Prophet AI functions as a virtual SOC analyst, autonomously investigating alerts with the same depth, quality, accuracy, and transparency as your best SOC analysts. By handling the high-volume investigative grunt work, Prophet AI allows you to transform your SOC operations from one where analysts are consumed by repetitive tasks to one where they can focus on high-impact, low-volume AI-validation, threat hunting, or detection engineering.
I think most of us feel Dug’s pain, and, unfortunately, we have to go through this Groundhog Day what feels like every single week. I most definitely agree with the sentiment Dug expressed, but I don’t agree with the analogy. It took me a while to realize why that is the case, so in this issue, I am talking about reasons why it doesn’t make any sense to draw parallels between safety and security.
The well-loved seatbelts analogy is sadly not relevant
People in security absolutely love to bring up the story of how seatbelts redefined road safety (if you’re not sure what I am talking about, here’s an example of how CISA compares its Secure by Design Pledge to the initiatives in the automotive and aviation industries).
The story goes like this. As the car adoption in the US increased in the 1950s-1960s, the number of road fatalities skyrocketed. It soon became clear that the mortality could be greatly reduced by adding safety features to cars, but making it happen wasn’t easy. First and foremost, car manufacturers, including GM and Ford, heavily lobbied against mandatory seatbelts and safety regulations, arguing they were expensive and unnecessary. Drivers, on their part, also weren’t excited about seatbelts because they made them feel uncomfortable. In the end, common sense prevailed, and in 1966-1968, a series of laws were passed that started requiring seatbelts to be installed in all new cars. It was, however, only in 1984 that New York enacted the first mandatory seatbelt usage law. By the end of the 1990s, almost all states made wearing seatbelts mandatory, and today we take seatbelts for granted, thinking that’s how things have always been.
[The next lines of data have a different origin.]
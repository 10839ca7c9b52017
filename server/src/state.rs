//! Shared application state.
//!
//! DESIGN
//! ======
//! `AppState` is injected into Axum handlers via the `State` extractor.
//! It holds the authoritative cell map, the connected websocket clients
//! and the presence roster. Everything lives in memory; a restart starts
//! from an empty canvas.
//!
//! LOCK ORDER
//! ==========
//! `cells` before `clients`, `roster` before `clients`. `cells` and
//! `roster` are never held together.

use std::collections::{HashMap, HashSet};
use std::sync::Arc;

use frames::{CellPayload, Frame, PresencePayload};
use tokio::sync::{RwLock, mpsc};
use uuid::Uuid;

/// Outgoing frame queue depth per connection.
pub const CLIENT_CHANNEL_CAPACITY: usize = 256;

// =============================================================================
// ROSTER
// =============================================================================

/// One online user and the connections that announced them.
#[derive(Debug, Clone)]
pub struct RosterEntry {
    pub presence: PresencePayload,
    pub connections: HashSet<Uuid>,
}

// =============================================================================
// APP STATE
// =============================================================================

/// Shared application state. Clone is required by Axum; all inner fields
/// are Arc-wrapped.
#[derive(Clone, Default)]
pub struct AppState {
    /// Authoritative cells keyed by `(x, y)`.
    pub cells: Arc<RwLock<HashMap<(i64, i64), CellPayload>>>,
    /// Connected clients: `client_id` -> sender for outgoing frames.
    pub clients: Arc<RwLock<HashMap<Uuid, mpsc::Sender<Frame>>>>,
    /// Online users keyed by `user_id`.
    pub roster: Arc<RwLock<HashMap<String, RosterEntry>>>,
}

impl AppState {
    #[must_use]
    pub fn new() -> Self {
        Self::default()
    }

    /// Register a connection and return the receiving half of its queue.
    pub async fn register_client(&self, client_id: Uuid) -> mpsc::Receiver<Frame> {
        let (tx, rx) = mpsc::channel(CLIENT_CHANNEL_CAPACITY);
        self.clients.write().await.insert(client_id, tx);
        rx
    }

    pub async fn unregister_client(&self, client_id: Uuid) {
        self.clients.write().await.remove(&client_id);
    }
}

/// Offer `frame` to every connected client except `exclude` and return the
/// clients that could not take it.
///
/// A client whose queue is full (or already closed) is evicted: its sender
/// is dropped, the relay loop drains what was queued and then closes the
/// socket, and the client reconnects and catches up. The caller evicts the
/// returned IDs once it no longer holds the `clients` read lock.
#[must_use]
fn fan_out(clients: &HashMap<Uuid, mpsc::Sender<Frame>>, frame: &Frame, exclude: Option<Uuid>) -> Vec<Uuid> {
    let mut lagging = Vec::new();
    for (client_id, tx) in clients {
        if exclude == Some(*client_id) {
            continue;
        }
        if let Err(e) = tx.try_send(frame.clone()) {
            tracing::warn!(%client_id, syscall = %frame.syscall, error = %e, "broadcast: evicting lagging client");
            lagging.push(*client_id);
        }
    }
    lagging
}

impl AppState {
    /// Queue `frame` for every connected client except `exclude`, evicting
    /// clients that cannot keep up.
    pub async fn broadcast(&self, frame: &Frame, exclude: Option<Uuid>) {
        let lagging = fan_out(&*self.clients.read().await, frame, exclude);
        if lagging.is_empty() {
            return;
        }
        let mut clients = self.clients.write().await;
        for client_id in lagging {
            clients.remove(&client_id);
        }
    }
}

#[cfg(test)]
#[path = "state_test.rs"]
mod state_test;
The idea that we can do something similar with security, and have the government legislate everyone to become “cybersecure,” is appealing, as are all sorts of pledges. It would indeed be great if we didn’t have to reinvent the wheel in security, and instead we could borrow from other fields and learn from past successes. Unfortunately, this is quite unlikely to work, and the main reason is pretty simple: safety and security are two very different problems.
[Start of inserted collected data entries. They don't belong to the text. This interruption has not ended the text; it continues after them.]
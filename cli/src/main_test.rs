use super::*;

#[test]
fn paint_accepts_negative_coordinates() {
    let cli = Cli::try_parse_from(["pixelboard", "--user-id", "u1", "paint", "-3", "7", "#ff0000"]).expect("parse");
    let Command::Paint { x, y, color } = cli.command else { panic!("expected paint") };
    assert_eq!((x, y, color.as_str()), (-3, 7, "#ff0000"));
    assert_eq!(cli.user_id.as_deref(), Some("u1"));
}

#[test]
fn watch_defaults() {
    let cli = Cli::try_parse_from(["pixelboard", "watch"]).expect("parse");
    let Command::Watch { seconds, report_every } = cli.command else { panic!("expected watch") };
    assert_eq!(seconds, None);
    assert_eq!(report_every, 5);
    assert!(!cli.verbose);
}

#[test]
fn paint_requires_color() {
    assert!(Cli::try_parse_from(["pixelboard", "paint", "1", "2"]).is_err());
}

#[test]
fn explicit_base_url_wins_and_drops_trailing_slash() {
    let config = resolve_config(Some("http://example.test:8080/")).expect("config");
    assert_eq!(config.base_url, "http://example.test:8080");
    assert_eq!(config.cells_url(), "http://example.test:8080/api/cells");
}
Safety and security are two very different problems
Safety addresses a stable, unchanging problem, but security doesn’t
First and foremost, safety controls address a stable, unchanging problem. Let’s take our favorite seatbelts as an example. Seatbelts were designed to address a very specific, very well-defined risk: injury or death during a car crash. There are a finite number of things that need to be considered and tested (things like speed, impact angle, where the passenger is sitting, how tall the car is, etc.). I am not suggesting that accounting for all these factors is easy, but the critical point here is that gravity doesn’t learn or change its methods. The physics are stable, we know pretty well how things are supposed to work, and if we recreate the same environment (which is easy because of the limited number of factors that need to be considered), we’ll get the same result.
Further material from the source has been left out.